In May 1890 Rev. Hoss was elected the editor of the Nashville Christian Advocate, the primary weekly newspaper of the M.E. Church, South. He held this position until his election to the episcopacy in 1902. Previous to this, he was a delegate to five general conferences of his denomination. The final time he was elected, he lacked only six votes in the Holston Conference, besides his own, to being unanimously elected.

==Episcopal ministry==
The Rev. Dr. Elijah Embree Hoss was elected to the episcopacy of the Methodist Episcopal Church, South, by the 1902 General Conference. His Episcopal Residence was at 810 Broadway, Nashville, Tennessee.

Bishop Hoss was a fraternal representative of his denomination to nearly every Methodist Church in the world. His last great mission of this kind was to Australia in 1915. He was the presiding bishop of the M.E. South work in Brazil from 1905 to 1908 and in the Orient in 1910 and 1915.

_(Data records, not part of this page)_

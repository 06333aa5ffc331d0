//! Terminal widgets: a labeled text input and a sortable, selectable table

pub mod app;
pub mod cli;
pub mod components;
pub mod config;
pub mod errors;
pub mod models;
pub mod traits;
pub mod ui;

pub use components::{DataTable, InputField};
pub use errors::TableError;
pub use models::{CellValue, Column, Record, RecordId, TableRow};
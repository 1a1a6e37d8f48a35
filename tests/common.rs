//! Common test utilities for building project graphs.
use botflow::prelude::*;

/// A start node answering `/start` with `text`.
#[allow(dead_code)]
pub fn start_node(id: &str, text: &str) -> Node {
    command_node(id, "/start", text)
}

#[allow(dead_code)]
pub fn command_node(id: &str, command: &str, text: &str) -> Node {
    let payload = CommandPayload {
        command: command.to_string(),
        description: String::new(),
        reply: MessagePayload {
            text: text.to_string(),
            ..Default::default()
        },
        ..Default::default()
    };
    Node {
        id: id.to_string(),
        position: Position::default(),
        kind: if command.trim_start_matches('/') == "start" {
            NodeKind::Start(payload)
        } else {
            NodeKind::Command(payload)
        },
    }
}

#[allow(dead_code)]
pub fn message_node(id: &str, text: &str) -> Node {
    Node {
        id: id.to_string(),
        position: Position::default(),
        kind: NodeKind::Message(MessagePayload {
            text: text.to_string(),
            ..Default::default()
        }),
    }
}

#[allow(dead_code)]
pub fn input_node(id: &str, prompt: &str, variable: &str, next: Option<&str>) -> Node {
    Node {
        id: id.to_string(),
        position: Position::default(),
        kind: NodeKind::Input(InputPayload {
            prompt: MessagePayload {
                text: prompt.to_string(),
                ..Default::default()
            },
            variable: variable.to_string(),
            next: next.map(str::to_string),
        }),
    }
}

/// Gives `node` an inline keyboard of goto buttons, one per `(label, target)`.
#[allow(dead_code)]
pub fn with_inline_buttons(mut node: Node, buttons: &[(&str, &str)]) -> Node {
    let keyboard = &mut message_mut(&mut node).keyboard;
    keyboard.kind = KeyboardKind::Inline;
    keyboard.buttons = buttons
        .iter()
        .enumerate()
        .map(|(i, (label, target))| Button {
            id: format!("b{}", i),
            text: label.to_string(),
            action: ButtonAction::Goto {
                target: target.to_string(),
            },
        })
        .collect();
    node
}

#[allow(dead_code)]
pub fn with_auto_transition(mut node: Node, target: &str, collect_user_input: bool) -> Node {
    let message = message_mut(&mut node);
    message.auto_transition_to = Some(target.to_string());
    message.collect_user_input = collect_user_input;
    node
}

#[allow(dead_code)]
pub fn message_mut(node: &mut Node) -> &mut MessagePayload {
    match &mut node.kind {
        NodeKind::Start(cmd) | NodeKind::Command(cmd) => &mut cmd.reply,
        NodeKind::Message(msg) => msg,
        NodeKind::Media(media) => &mut media.caption,
        NodeKind::Input(input) => &mut input.prompt,
    }
}

#[allow(dead_code)]
pub fn connection(source: &str, target: &str) -> Connection {
    Connection {
        source: source.to_string(),
        target: target.to_string(),
        ..Default::default()
    }
}

#[allow(dead_code)]
pub fn sheet(id: &str, nodes: Vec<Node>, connections: Vec<Connection>) -> Sheet {
    Sheet {
        id: id.to_string(),
        name: id.to_string(),
        nodes,
        connections,
    }
}

/// A project made of a single sheet called `main`.
#[allow(dead_code)]
pub fn single_sheet(nodes: Vec<Node>, connections: Vec<Connection>) -> Project {
    Project {
        name: "Test bot".to_string(),
        sheets: vec![sheet("main", nodes, connections)],
        ..Default::default()
    }
}

/// `/start` -> `M` through a plain connection; `M` has no keyboard or media.
#[allow(dead_code)]
pub fn create_minimal_project() -> Project {
    single_sheet(
        vec![start_node("S", "Hi"), message_node("M", "Hello {user_name}")],
        vec![connection("S", "M")],
    )
}

/// A start node with an inline menu, an input prompt and a thank-you page.
#[allow(dead_code)]
pub fn create_menu_project() -> Project {
    single_sheet(
        vec![
            with_inline_buttons(
                start_node("start", "Hi {user_name}!"),
                &[("Sign up", "ask_name"), ("About", "about")],
            ),
            input_node("ask_name", "What is your name?", "name", Some("thanks")),
            message_node("thanks", "Thanks, {name}!"),
            message_node("about", "We make bots."),
        ],
        vec![],
    )
}

#[allow(dead_code)]
pub fn compile(project: Project, settings: ProjectSettings) -> CompilationArtifact {
    Compiler::builder(project, settings)
        .build()
        .compile()
        .expect("Failed to compile project")
}

/// An editor export in the current multi-sheet shape.
#[allow(dead_code)]
pub const EDITOR_PROJECT_JSON: &str = r#"{
    "name": "Shop bot",
    "activeSheetId": "main",
    "sheets": [
        {
            "id": "main",
            "name": "Main",
            "nodes": [
                {
                    "id": "start",
                    "type": "start",
                    "position": { "x": 0, "y": 0 },
                    "data": {
                        "command": "/start",
                        "description": "Open the shop",
                        "showInMenu": true,
                        "messageText": "Welcome, {user_name}!",
                        "keyboardType": "inline",
                        "buttons": [
                            { "id": "b1", "text": "Catalog", "action": "goto", "target": "catalog" },
                            { "id": "b2", "text": "Site", "action": "url", "url": "https://example.com" }
                        ]
                    }
                }
            ],
            "connections": []
        },
        {
            "id": "shop",
            "name": "Shop",
            "nodes": [
                {
                    "id": "catalog",
                    "type": "message",
                    "position": { "x": 300, "y": 0 },
                    "data": { "text": "Our catalog" }
                }
            ],
            "connections": []
        }
    ],
    "interSheetConnections": [
        {
            "source": "start",
            "target": "catalog",
            "isInterSheet": true,
            "sourceSheetId": "main",
            "targetSheetId": "shop"
        }
    ]
}"#;

/// An editor export from before sheets existed.
#[allow(dead_code)]
pub const LEGACY_PROJECT_JSON: &str = r#"{
    "name": "Legacy bot",
    "nodes": [
        { "id": "s", "type": "start", "data": { "text": "Hello" } },
        { "id": "help", "type": "command", "data": { "command": "/help", "text": "Help text" } },
        { "id": "m", "type": "message", "data": { "text": "Bye" } }
    ],
    "connections": [ { "source": "s", "target": "m" } ]
}"#;
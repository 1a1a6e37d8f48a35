use super::{Fragment, FragmentGenerator, FragmentKind, GenerationContext};
use crate::compiler::emit::SourceWriter;

pub struct PreambleGenerator;

impl FragmentGenerator for PreambleGenerator {
    fn kind(&self) -> FragmentKind {
        FragmentKind::Preamble
    }

    fn generate(&self, ctx: &GenerationContext<'_>) -> Fragment {
        let mut w = SourceWriter::new();
        w.line("#!/usr/bin/env python3");
        w.line(format!("# {}", header_name(ctx.display_name)));
        w.line("# Generated by botflow. Edit the flow in the editor and recompile");
        w.line("# instead of changing this file by hand.");
        w.blank();
        w.snippet(IMPORTS);
        if ctx.flags.needs_persistence {
            w.line("import asyncpg");
        }
        w.blank();
        w.line("load_dotenv()");

        Fragment::new(self.kind(), w.finish()).providing(["load_dotenv", "types", "F"])
    }
}

/// Keeps the display name on a single comment line.
fn header_name(name: &str) -> String {
    let flat: String = name
        .chars()
        .map(|c| if c.is_control() { ' ' } else { c })
        .collect();
    let flat = flat.trim();
    if flat.is_empty() {
        "Telegram bot".to_string()
    } else {
        flat.to_string()
    }
}

const IMPORTS: &str = r#"import asyncio
import json
import logging
import os
from dataclasses import dataclass
from typing import Optional

from aiogram import Bot, Dispatcher, F, types
from aiogram.enums import ParseMode
from aiogram.filters import Command
from aiogram.types import (
    BotCommand,
    InlineKeyboardButton,
    InlineKeyboardMarkup,
    KeyboardButton,
    ReplyKeyboardMarkup,
    ReplyKeyboardRemove,
)
from aiogram.utils.keyboard import InlineKeyboardBuilder, ReplyKeyboardBuilder
from dotenv import load_dotenv"#;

==Retirement, death, and burial==
Bishop Hoss was given a year's vacation in 1914–15. He retired on account of feeble health in 1918. He died on 23 April 1919 in Muskogee, Oklahoma, at the home of his son, Henry. He was buried in Muskogee beside his wife. They were re-interred together in Maple Lawn Cemetery at Jonesboro, Tennessee, on 12 April 1924.

==Selected writings==
- Address: "The Religious Press", Washington, Second Ecumenical Conference, 1891
- Address: "General Missionary Conference", 1901, Organization for Mission Work
- Address: "The New Demands upon Methodist Authorship", London, Third Ecumenical Conference, 1901
- Sermon: "Face to Face with the Eternal World", Wesleyan Christian Advocate, 1904
- Address: "Temperance and Prohibition", Toronto, Fourth Ecumenical Conference, 1911
- Methodist Fraternity and Federation, 1913
- David Morton - A Biography, 1916
- William McKendree, A Biographical Study
- Hymn: "O God, Great Father, Lord and King", 1903 (Published in Nashville Christian Advocate, 1904)

==Biography==
- Life, Ecumenical Methodist, I.P. Martin.